We finally have the answer that was six weeks in the making. Miami is out. Miami is in.
Out of the Big East so fans in Pittsburgh and Boston can start working on their posters for next year's games. (There are two C's in chicken).
In the ACC, so Duke football coach Carl Franks can go ahead and order Tums by the gross.
We have the answer so now the real questions can be addressed.
Like this one: What now for the BCS?
There are three years remaining on the BCS contract, but before it runs out, Miami and Virginia Tech will have run away from the Big East.
The six major conferences use the BCS to horde much of the college football money, but the Big East cannot be considered a major football conference with six teams. Unless it somehow adds Notre Dame, anything the Big East does will leave it lacking.
But there are no rules here, no qualifications. It is simply a contract that the BCS will have to live up to until the deal runs out.
"We need some legal advice," Big 12 commissioner Kevin Weiberg said recently.
Look for this to happen - the new Big East stays in the BCS, which expands to five bowl games and also brings the Mountain West into the equation.
Here's another: What now for the Big East?
The league has to regroup. There is talk that the Big East wants to go to 10 teams for football and 16 for basketball.

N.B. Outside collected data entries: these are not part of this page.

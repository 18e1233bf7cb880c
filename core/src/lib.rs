//! Client core for an on-chain todo list.
//!
//! # Overview
//! Connects a wallet, derives the program's account addresses, submits the
//! four todo instructions through a host-supplied `LedgerClient`, and keeps a
//! `ClientState` that always reflects what the ledger last reported.
//!
//! # Design
//! - `AddressDeriver` is pure: same seed tag, owner, and index give the same
//!   address on every call.
//! - `TodoProgram` is stateless. It builds `Instruction` values as plain data
//!   and parses account data; the host executes the round-trip.
//! - `TodoResourceClient` is the only writer of `ClientState`. Mutations are
//!   serialized by the `transaction_pending` flag and always followed by an
//!   explicit reload.
//! - Types are defined independently from the mock-ledger crate; integration
//!   tests catch schema drift.

pub mod address;
pub mod client;
pub mod config;
pub mod error;
pub mod instruction;
pub mod ledger;
pub mod session;
pub mod state;
pub mod types;

pub use address::{Address, AddressDeriver, DerivedAddress, Identity, TODO_TAG, USER_TAG};
pub use client::TodoResourceClient;
pub use config::ClientConfig;
pub use error::{ClientError, ConfigError, DeriveError, LedgerError, WalletError};
pub use instruction::{AccountRole, Instruction, InstructionKind, TodoProgram};
pub use ledger::{AccountFilter, LedgerClient};
pub use session::{MemoryWallet, Session, SessionState, WalletAdapter};
pub use state::{ClientState, Notification, NotificationKind};
pub use types::{AccountData, KeyedAccount, OwnerProfile, Signature, TodoAccount, TodoItem};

The best bets are Louisville, Central Florida and South Florida. The fourth school is up in the air. Word is the Big East isn't high on Cincinnati. East Carolina, perhaps?
OK, so the ACC has 11 teams. What about a championship game?
The rule says you need 12 to qualify, but rules are made to be changed. Don't be surprised in 2005 if you see both the ACC and Big 10 playing title games with 11 schools.
For one thing, it might put an end to what may be a vicious cycle of conferences raiding each other. The biggest reason this happened was the ACC's desire to get to 12. The SEC and Big 12 won't be happy, but will be outnumbered.
And anything that generates new revenue for college football has to be welcomed. So there is a good chance you will see it happen.
But is the ACC done? Will it still look for a 12th team?
Possibly. There has been talk that Louisville might be that 12th team but it doesn't fit in academically. The four-year graduation rate for the general student population is 10 percent.
There is an outside chance that Notre Dame will consider it. There are still hard feelings in the Big 10 about the Irish turning that conference down. The Big East will make a push for Notre Dame as well. But I'd be surprised if that school jumps anywhere.
OK, so the big question: Will Miami and FSU end up in the same division?
Let's assume there will be a championship game. While there are certainly arguments both ways and the ACC has looked at several models for realignment, it makes sense for the two Florida schools to be in the same division.
If one of the goals of this move was to try to get two teams in the BCS, it makes sense. The runner-up in the division has a better chance of making one of the BCS bowl games than the title game loser. An early loss isn't as devastating as one in the last game of the season.
And finally, with all the money the Big East was throwing at Miami, why did the Hurricanes jump ship?
After all of the hullabaloo, they had no choice. If they stayed, it would have looked like some grand conspiracy to get Virginia Tech out of the league and make their road to a conference title that much easier.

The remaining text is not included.